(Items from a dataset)
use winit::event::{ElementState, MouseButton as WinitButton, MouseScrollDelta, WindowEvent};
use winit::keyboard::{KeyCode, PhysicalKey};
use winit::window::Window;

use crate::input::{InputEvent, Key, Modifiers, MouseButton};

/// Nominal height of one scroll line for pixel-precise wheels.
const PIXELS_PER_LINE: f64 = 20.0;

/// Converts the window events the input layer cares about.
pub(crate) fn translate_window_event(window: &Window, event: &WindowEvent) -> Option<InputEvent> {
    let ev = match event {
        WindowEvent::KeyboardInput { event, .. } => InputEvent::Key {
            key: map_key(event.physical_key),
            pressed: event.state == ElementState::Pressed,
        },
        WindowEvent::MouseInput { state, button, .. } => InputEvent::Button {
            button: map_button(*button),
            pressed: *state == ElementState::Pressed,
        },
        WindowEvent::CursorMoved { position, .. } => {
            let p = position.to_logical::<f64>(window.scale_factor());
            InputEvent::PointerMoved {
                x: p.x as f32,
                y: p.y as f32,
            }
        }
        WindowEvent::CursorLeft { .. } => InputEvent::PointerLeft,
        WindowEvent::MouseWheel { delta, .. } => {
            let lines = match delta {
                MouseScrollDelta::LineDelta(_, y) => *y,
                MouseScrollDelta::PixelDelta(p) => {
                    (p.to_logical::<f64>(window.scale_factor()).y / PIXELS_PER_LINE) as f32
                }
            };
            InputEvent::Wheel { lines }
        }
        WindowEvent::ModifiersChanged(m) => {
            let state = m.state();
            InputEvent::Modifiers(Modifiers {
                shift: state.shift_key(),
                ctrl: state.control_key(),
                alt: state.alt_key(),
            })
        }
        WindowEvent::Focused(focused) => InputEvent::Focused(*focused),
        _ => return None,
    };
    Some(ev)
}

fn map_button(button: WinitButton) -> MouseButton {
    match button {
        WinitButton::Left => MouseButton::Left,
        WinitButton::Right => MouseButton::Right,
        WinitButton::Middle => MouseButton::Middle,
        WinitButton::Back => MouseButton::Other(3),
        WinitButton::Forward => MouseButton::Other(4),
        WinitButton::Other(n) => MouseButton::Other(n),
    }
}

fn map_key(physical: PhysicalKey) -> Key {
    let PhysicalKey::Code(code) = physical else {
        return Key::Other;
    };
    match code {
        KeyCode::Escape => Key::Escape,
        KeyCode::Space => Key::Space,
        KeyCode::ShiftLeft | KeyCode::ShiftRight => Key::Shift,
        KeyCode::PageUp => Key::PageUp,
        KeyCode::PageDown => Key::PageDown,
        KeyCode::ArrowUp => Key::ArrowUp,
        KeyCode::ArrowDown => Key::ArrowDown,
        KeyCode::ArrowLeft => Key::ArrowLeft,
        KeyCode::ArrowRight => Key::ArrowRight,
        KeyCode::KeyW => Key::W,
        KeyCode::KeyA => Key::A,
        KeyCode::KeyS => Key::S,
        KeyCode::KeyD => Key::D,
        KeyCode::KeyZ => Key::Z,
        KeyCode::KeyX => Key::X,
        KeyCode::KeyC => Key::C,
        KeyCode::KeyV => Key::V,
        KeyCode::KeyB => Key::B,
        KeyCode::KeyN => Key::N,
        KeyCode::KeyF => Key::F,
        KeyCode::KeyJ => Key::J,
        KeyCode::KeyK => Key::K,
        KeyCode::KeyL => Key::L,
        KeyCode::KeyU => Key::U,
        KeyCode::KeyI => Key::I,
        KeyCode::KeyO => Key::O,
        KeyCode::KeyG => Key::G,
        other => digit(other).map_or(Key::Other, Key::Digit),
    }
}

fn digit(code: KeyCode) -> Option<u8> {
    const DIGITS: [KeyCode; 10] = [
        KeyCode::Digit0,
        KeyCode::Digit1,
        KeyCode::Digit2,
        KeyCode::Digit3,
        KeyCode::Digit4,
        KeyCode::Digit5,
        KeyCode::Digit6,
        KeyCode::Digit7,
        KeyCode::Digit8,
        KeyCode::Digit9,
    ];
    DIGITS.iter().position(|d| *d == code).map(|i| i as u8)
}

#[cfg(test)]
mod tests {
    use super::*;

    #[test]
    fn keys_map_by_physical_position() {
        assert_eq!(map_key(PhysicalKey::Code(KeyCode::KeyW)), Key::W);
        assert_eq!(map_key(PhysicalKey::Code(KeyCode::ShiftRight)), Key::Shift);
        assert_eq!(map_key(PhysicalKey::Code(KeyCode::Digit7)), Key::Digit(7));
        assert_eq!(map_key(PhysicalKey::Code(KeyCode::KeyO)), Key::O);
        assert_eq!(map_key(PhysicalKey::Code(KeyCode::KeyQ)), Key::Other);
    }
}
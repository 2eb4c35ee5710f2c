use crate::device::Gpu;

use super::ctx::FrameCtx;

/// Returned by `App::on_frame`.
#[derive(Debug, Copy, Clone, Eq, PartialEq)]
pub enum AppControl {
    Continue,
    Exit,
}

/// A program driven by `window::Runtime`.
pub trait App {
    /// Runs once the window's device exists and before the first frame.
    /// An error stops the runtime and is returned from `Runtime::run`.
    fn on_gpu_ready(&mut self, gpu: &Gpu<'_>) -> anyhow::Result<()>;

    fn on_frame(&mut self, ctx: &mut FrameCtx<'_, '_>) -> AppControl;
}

PROBLEM DESCRIPTION.
Transcribe all the data word for word, as it appears above.

FINISHED EXERCISE.
use winit::event::{ElementState, MouseButton as WinitButton, MouseScrollDelta, WindowEvent};
use winit::keyboard::{KeyCode, PhysicalKey};
use winit::window::Window;

use crate::input::{InputEvent, Key, Modifiers, MouseButton};

/// Nominal height of one scroll line for pixel-precise wheels.
const PIXELS_PER_LINE: f64 = 20.0;

/// Converts the window events the input layer cares about.
pub(crate) fn translate_window_event(window: &Window, event: &WindowEvent) -> Option<InputEvent> {
    let ev = match event {
        WindowEvent::KeyboardInput { event, .. } => InputEvent::Key {
            key: map_key(event.physical_key),
            pressed: event.state == ElementState::Pressed,
        },
        WindowEvent::MouseInput { state, button, .. } => InputEvent::Button {
            button: map_button(*button),
            pressed: *state == ElementState::Pressed,
        },
        WindowEvent::CursorMoved { position, .. } => {
            let p = position.to_logical::<f64>(window.scale_factor());
            InputEvent::PointerMoved {
                x: p.x as f32,
                y: p.y as f32,
            }
        }
        WindowEvent::CursorLeft { .. } => InputEvent::PointerLeft,
        WindowEvent::MouseWheel { delta, .. } => {
            let lines = match delta {
                MouseScrollDelta::LineDelta(_, y) => *y,
                MouseScrollDelta::PixelDelta(p) => {
                    (p.to_logical::<f64>(window.scale_factor()).y / PIXELS_PER_LINE) as f32
                }
            };
            InputEvent::Wheel { lines }
        }
        WindowEvent::ModifiersChanged(m) => {
            let state = m.state();
            InputEvent::Modifiers(Modifiers {
                shift: state.shift_key(),
                ctrl: state.control_key(),
                alt: state.alt_key(),
            })
        }
        WindowEvent::Focused(focused) => InputEvent::Focused(*focused),
        _ => return None,
    };
    Some(ev)
}

fn map_button(button: WinitButton) -> MouseButton {
    match button {
        WinitButton::Left => MouseButton::Left,
        WinitButton::Right => MouseButton::Right,
        WinitButton::Middle => MouseButton::Middle,
        WinitButton::Back => MouseButton::Other(3),
        WinitButton::Forward => MouseButton::Other(4),
        WinitButton::Other(n) => MouseButton::Other(n),
    }
}

fn map_key(physical: PhysicalKey) -> Key {
    let PhysicalKey::Code(code) = physical else {
        return Key::Other;
    };
    match code {
        KeyCode::Escape => Key::Escape,
        KeyCode::Space => Key::Space,
        KeyCode::ShiftLeft | KeyCode::ShiftRight => Key::Shift,
        KeyCode::PageUp => Key::PageUp,
        KeyCode::PageDown => Key::PageDown,
        KeyCode::ArrowUp => Key::ArrowUp,
        KeyCode::ArrowDown => Key::ArrowDown,
        KeyCode::ArrowLeft => Key::ArrowLeft,
        KeyCode::ArrowRight => Key::ArrowRight,
        KeyCode::KeyW => Key::W,
        KeyCode::KeyA => Key::A,
        KeyCode::KeyS => Key::S,
        KeyCode::KeyD => Key::D,
        KeyCode::KeyZ => Key::Z,
        KeyCode::KeyX => Key::X,
        KeyCode::KeyC => Key::C,
        KeyCode::KeyV => Key::V,
        KeyCode::KeyB => Key::B,
        KeyCode::KeyN => Key::N,
        KeyCode::KeyF => Key::F,
        KeyCode::KeyJ => Key::J,
        KeyCode::KeyK => Key::K,
        KeyCode::KeyL => Key::L,
        KeyCode::KeyU => Key::U,
        KeyCode::KeyI => Key::I,
        KeyCode::KeyO => Key::O,
        KeyCode::KeyG => Key::G,
        other => digit(other).map_or(Key::Other, Key::Digit),
    }
}

fn digit(code: KeyCode) -> Option<u8> {
    const DIGITS: [KeyCode; 10] = [
        KeyCode::Digit0,
        KeyCode::Digit1,
        KeyCode::Digit2,
        KeyCode::Digit3,
        KeyCode::Digit4,
        KeyCode::Digit5,
        KeyCode::Digit6,
        KeyCode::Digit7,
        KeyCode::Digit8,
        KeyCode::Digit9,
    ];
    DIGITS.iter().position(|d| *d == code).map(|i| i as u8)
}

#[cfg(test)]
mod tests {
    use super::*;

    #[test]
    fn keys_map_by_physical_position() {
        assert_eq!(map_key(PhysicalKey::Code(KeyCode::KeyW)), Key::W);
        assert_eq!(map_key(PhysicalKey::Code(KeyCode::ShiftRight)), Key::Shift);
        assert_eq!(map_key(PhysicalKey::Code(KeyCode::Digit7)), Key::Digit(7));
        assert_eq!(map_key(PhysicalKey::Code(KeyCode::KeyO)), Key::O);
        assert_eq!(map_key(PhysicalKey::Code(KeyCode::KeyQ)), Key::Other);
    }
}
repository 2eb4c35ee5710f2c
use crate::device::Gpu;

use super::ctx::FrameCtx;

/// Returned by `App::on_frame`.
#[derive(Debug, Copy, Clone, Eq, PartialEq)]
pub enum AppControl {
    Continue,
    Exit,
}

/// A program driven by `window::Runtime`.
pub trait App {
    /// Runs once the window's device exists and before the first frame.
    /// An error stops the runtime and is returned from `Runtime::run`.
    fn on_gpu_ready(&mut self, gpu: &Gpu<'_>) -> anyhow::Result<()>;

    fn on_frame(&mut self, ctx: &mut FrameCtx<'_, '_>) -> AppControl;
}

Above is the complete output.